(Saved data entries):
↓

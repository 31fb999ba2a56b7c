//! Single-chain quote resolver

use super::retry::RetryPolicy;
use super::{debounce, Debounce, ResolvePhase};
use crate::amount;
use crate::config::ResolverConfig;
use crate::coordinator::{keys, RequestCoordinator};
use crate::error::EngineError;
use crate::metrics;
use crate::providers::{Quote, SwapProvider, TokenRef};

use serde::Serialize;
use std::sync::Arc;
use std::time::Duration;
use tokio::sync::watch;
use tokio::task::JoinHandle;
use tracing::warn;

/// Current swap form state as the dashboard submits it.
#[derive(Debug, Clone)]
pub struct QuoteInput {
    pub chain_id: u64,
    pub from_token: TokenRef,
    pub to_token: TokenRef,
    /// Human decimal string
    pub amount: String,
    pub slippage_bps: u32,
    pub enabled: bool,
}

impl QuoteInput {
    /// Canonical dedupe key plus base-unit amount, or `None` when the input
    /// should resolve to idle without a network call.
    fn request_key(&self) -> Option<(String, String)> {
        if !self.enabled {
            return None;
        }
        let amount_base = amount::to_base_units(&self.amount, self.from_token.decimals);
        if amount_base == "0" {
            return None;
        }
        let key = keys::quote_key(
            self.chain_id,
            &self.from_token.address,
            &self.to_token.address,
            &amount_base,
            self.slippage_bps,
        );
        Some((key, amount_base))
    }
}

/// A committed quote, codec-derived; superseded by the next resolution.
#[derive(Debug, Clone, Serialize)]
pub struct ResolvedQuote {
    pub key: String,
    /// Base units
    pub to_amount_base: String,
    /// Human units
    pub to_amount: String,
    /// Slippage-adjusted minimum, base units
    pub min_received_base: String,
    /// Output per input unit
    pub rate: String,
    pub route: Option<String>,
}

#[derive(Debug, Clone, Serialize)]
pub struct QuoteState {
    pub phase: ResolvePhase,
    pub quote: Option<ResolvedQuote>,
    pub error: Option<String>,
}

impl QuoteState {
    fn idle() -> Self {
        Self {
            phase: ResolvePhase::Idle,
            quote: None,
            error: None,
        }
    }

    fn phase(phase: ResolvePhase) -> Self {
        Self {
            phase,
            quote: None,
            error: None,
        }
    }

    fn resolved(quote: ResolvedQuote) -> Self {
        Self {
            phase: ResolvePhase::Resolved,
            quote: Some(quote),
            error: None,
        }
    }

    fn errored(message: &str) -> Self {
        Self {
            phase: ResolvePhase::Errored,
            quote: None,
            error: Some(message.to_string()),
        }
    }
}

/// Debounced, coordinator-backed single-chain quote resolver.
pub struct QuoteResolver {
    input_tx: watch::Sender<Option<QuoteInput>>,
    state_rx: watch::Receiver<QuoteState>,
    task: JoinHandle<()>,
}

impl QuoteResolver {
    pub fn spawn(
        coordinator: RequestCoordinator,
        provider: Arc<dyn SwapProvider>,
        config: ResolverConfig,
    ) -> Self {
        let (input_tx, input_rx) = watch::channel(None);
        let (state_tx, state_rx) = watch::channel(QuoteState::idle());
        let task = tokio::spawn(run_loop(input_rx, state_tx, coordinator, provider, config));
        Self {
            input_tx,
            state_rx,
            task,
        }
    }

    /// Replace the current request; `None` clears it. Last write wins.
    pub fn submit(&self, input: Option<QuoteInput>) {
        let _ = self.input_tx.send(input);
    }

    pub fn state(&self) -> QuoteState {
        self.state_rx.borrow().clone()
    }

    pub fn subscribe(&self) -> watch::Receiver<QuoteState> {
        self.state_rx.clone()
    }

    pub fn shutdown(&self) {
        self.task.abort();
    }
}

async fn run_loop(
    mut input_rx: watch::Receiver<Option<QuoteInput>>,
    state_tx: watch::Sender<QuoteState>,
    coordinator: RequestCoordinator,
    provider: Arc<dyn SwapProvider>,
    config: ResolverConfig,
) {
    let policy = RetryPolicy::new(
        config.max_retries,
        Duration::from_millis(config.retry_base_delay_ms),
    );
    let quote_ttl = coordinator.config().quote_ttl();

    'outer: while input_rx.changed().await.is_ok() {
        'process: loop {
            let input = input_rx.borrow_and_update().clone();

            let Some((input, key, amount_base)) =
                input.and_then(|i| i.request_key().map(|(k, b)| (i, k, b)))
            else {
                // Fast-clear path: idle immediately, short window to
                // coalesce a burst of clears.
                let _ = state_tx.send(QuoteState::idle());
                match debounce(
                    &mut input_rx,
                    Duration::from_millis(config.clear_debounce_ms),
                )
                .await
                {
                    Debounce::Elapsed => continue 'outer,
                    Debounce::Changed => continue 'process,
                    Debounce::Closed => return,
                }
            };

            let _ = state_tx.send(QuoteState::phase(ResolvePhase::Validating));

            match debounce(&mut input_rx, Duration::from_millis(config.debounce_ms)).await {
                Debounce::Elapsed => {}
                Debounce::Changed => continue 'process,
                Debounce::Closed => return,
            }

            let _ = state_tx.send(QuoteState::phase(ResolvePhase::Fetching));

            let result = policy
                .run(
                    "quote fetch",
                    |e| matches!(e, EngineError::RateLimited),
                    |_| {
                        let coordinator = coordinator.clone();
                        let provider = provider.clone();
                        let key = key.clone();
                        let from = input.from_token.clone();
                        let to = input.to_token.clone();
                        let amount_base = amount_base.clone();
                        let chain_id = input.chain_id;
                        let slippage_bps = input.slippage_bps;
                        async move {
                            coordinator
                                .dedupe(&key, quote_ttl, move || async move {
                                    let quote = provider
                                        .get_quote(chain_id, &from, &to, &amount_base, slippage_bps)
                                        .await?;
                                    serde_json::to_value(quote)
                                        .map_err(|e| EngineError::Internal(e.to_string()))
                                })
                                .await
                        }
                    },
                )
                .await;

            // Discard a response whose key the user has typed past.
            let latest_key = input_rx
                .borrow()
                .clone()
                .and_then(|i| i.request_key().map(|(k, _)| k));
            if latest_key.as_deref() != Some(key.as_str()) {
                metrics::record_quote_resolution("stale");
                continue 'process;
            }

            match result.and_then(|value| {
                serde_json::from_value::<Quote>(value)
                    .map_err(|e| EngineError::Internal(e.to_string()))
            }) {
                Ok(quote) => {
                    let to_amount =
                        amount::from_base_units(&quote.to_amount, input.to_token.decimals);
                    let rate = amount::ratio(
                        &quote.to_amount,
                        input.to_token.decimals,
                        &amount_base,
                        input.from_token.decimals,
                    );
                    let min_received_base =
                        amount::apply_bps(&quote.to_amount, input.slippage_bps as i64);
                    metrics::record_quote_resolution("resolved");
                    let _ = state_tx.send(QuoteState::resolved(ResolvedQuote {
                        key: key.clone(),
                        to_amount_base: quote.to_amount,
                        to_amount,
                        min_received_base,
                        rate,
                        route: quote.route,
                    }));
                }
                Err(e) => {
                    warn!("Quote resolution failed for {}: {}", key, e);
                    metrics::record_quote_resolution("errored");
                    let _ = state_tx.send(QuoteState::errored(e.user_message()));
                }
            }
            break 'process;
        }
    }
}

↑
↓

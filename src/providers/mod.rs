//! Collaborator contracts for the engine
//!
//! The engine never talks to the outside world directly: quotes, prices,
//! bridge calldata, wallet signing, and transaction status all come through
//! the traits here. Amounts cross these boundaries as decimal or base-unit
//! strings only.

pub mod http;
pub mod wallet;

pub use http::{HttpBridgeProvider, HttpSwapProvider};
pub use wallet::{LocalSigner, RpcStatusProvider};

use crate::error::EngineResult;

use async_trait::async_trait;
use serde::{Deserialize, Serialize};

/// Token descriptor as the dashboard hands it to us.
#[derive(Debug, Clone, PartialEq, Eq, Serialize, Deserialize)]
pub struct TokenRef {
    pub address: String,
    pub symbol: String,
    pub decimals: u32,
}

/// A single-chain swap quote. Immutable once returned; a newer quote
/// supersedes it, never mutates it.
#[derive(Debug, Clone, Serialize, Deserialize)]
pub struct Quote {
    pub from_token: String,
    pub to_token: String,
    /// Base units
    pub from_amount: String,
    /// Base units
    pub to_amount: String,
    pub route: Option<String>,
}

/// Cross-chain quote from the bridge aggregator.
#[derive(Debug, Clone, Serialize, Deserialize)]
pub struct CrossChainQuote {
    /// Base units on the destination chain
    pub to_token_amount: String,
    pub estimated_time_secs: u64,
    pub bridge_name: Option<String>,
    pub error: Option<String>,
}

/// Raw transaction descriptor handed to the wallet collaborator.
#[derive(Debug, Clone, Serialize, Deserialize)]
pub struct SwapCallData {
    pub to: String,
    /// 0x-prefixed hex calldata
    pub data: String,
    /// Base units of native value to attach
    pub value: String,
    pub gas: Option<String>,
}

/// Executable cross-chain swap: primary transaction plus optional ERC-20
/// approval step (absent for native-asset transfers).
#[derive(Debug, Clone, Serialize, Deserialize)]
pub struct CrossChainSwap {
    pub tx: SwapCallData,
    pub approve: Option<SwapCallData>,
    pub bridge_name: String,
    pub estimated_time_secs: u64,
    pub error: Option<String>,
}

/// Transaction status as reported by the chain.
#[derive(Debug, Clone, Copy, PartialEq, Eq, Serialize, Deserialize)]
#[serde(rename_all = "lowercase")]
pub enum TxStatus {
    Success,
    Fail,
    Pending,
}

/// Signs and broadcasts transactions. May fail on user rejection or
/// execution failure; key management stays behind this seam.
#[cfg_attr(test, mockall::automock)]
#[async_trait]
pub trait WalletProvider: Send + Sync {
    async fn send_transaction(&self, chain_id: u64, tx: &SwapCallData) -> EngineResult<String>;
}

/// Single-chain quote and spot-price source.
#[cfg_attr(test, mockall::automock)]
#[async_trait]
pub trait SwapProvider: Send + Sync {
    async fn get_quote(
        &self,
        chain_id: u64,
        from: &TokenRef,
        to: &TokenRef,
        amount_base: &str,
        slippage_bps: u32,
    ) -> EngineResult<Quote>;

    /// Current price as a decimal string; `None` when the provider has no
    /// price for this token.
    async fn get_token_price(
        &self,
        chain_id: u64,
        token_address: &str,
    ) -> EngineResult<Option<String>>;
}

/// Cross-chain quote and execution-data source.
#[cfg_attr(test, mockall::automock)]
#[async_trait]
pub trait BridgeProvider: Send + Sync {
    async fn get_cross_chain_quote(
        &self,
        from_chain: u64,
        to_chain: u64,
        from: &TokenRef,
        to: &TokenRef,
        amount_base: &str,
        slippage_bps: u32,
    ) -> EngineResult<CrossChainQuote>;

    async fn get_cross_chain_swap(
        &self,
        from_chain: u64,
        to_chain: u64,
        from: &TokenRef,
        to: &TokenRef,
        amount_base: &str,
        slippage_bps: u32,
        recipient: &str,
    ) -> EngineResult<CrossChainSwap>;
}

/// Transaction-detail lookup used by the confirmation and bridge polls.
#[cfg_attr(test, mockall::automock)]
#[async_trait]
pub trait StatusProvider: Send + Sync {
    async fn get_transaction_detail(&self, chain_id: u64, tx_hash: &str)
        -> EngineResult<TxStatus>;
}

↑
↓

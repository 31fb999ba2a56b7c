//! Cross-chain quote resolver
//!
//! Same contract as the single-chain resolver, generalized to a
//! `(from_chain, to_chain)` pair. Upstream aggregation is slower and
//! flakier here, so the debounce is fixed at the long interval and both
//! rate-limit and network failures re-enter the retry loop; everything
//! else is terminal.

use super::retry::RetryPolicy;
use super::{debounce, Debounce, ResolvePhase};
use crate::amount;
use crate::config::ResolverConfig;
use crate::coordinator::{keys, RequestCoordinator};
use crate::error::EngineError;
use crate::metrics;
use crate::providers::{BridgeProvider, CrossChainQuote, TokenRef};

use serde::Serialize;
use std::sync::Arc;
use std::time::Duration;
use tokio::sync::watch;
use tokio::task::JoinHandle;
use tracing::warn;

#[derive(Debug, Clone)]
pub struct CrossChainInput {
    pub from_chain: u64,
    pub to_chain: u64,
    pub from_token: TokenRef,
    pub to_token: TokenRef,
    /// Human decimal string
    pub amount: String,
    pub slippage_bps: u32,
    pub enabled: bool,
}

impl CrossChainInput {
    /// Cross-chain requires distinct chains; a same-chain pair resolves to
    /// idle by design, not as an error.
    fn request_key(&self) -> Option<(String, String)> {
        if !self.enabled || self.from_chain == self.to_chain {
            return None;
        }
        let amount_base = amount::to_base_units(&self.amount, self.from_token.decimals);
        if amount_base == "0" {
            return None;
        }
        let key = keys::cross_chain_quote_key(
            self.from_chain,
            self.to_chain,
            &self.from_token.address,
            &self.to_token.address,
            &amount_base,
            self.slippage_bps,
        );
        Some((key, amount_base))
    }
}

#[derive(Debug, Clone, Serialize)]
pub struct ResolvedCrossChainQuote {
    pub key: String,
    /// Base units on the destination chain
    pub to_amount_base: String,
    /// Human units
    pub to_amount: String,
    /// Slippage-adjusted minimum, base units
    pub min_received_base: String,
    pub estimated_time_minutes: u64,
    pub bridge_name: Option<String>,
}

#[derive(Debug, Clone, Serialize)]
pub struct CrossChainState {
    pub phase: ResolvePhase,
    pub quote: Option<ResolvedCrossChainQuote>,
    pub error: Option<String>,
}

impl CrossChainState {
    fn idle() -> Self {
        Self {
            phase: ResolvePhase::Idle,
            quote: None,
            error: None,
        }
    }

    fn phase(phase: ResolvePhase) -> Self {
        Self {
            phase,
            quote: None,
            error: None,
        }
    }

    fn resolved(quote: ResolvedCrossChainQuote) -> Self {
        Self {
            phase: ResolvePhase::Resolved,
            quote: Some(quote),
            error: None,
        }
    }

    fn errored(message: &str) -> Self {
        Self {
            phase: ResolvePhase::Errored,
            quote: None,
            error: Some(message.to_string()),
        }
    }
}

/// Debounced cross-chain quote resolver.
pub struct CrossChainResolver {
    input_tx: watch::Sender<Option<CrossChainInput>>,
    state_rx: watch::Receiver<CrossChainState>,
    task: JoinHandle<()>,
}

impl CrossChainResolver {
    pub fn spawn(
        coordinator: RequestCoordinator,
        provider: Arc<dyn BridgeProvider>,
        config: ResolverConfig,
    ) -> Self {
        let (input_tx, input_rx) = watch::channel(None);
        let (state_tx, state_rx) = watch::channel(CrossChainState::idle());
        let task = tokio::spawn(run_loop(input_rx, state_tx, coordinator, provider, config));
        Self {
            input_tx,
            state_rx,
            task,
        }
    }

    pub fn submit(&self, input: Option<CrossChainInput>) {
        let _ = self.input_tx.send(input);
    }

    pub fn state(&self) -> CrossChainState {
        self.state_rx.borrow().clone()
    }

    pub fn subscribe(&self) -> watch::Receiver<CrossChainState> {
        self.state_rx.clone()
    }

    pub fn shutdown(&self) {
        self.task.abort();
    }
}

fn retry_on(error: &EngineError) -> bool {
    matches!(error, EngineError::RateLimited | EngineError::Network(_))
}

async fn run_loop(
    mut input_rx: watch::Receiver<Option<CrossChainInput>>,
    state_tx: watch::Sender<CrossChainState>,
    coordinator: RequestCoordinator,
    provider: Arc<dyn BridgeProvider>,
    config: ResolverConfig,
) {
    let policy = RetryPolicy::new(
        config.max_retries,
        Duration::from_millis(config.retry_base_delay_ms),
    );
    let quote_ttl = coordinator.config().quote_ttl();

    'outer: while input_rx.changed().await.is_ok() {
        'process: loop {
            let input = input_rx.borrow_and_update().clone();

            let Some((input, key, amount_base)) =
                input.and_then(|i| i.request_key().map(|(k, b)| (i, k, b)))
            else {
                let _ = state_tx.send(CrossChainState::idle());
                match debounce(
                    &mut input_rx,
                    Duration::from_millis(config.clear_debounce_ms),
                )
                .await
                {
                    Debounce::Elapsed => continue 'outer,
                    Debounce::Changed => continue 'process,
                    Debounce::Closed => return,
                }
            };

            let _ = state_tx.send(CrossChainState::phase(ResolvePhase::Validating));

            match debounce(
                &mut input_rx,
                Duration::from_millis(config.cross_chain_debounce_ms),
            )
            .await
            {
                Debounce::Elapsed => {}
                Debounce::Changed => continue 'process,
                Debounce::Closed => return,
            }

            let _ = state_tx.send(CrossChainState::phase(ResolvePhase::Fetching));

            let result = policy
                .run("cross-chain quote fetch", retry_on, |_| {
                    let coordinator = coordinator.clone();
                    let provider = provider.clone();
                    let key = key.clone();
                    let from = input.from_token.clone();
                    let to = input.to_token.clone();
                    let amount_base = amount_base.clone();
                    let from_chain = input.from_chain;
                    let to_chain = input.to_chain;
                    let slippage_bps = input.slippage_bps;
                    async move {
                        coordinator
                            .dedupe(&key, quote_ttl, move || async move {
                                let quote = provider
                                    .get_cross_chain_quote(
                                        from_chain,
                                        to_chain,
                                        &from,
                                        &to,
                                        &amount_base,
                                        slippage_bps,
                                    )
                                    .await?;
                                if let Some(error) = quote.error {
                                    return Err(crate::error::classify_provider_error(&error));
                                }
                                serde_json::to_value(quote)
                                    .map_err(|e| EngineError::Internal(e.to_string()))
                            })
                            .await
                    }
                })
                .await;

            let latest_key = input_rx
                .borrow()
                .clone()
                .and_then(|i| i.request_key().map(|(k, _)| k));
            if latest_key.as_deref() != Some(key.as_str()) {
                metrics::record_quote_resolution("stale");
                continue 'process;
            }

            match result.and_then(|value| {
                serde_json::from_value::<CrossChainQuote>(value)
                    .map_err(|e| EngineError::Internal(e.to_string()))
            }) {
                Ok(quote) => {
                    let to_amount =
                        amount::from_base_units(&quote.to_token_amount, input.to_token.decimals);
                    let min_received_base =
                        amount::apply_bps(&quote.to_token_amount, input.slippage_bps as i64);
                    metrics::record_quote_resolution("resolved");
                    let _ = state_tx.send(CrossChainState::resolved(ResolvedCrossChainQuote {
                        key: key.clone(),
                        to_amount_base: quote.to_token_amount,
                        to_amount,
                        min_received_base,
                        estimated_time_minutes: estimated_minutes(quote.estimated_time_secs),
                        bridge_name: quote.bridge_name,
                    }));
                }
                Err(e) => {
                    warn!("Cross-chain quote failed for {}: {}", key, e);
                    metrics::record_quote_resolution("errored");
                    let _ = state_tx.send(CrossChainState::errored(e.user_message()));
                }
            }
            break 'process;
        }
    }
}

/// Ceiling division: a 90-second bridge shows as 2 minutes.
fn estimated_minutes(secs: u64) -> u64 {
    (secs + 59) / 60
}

↑

Write only the number of lines in the data where the word "when" occurs.

2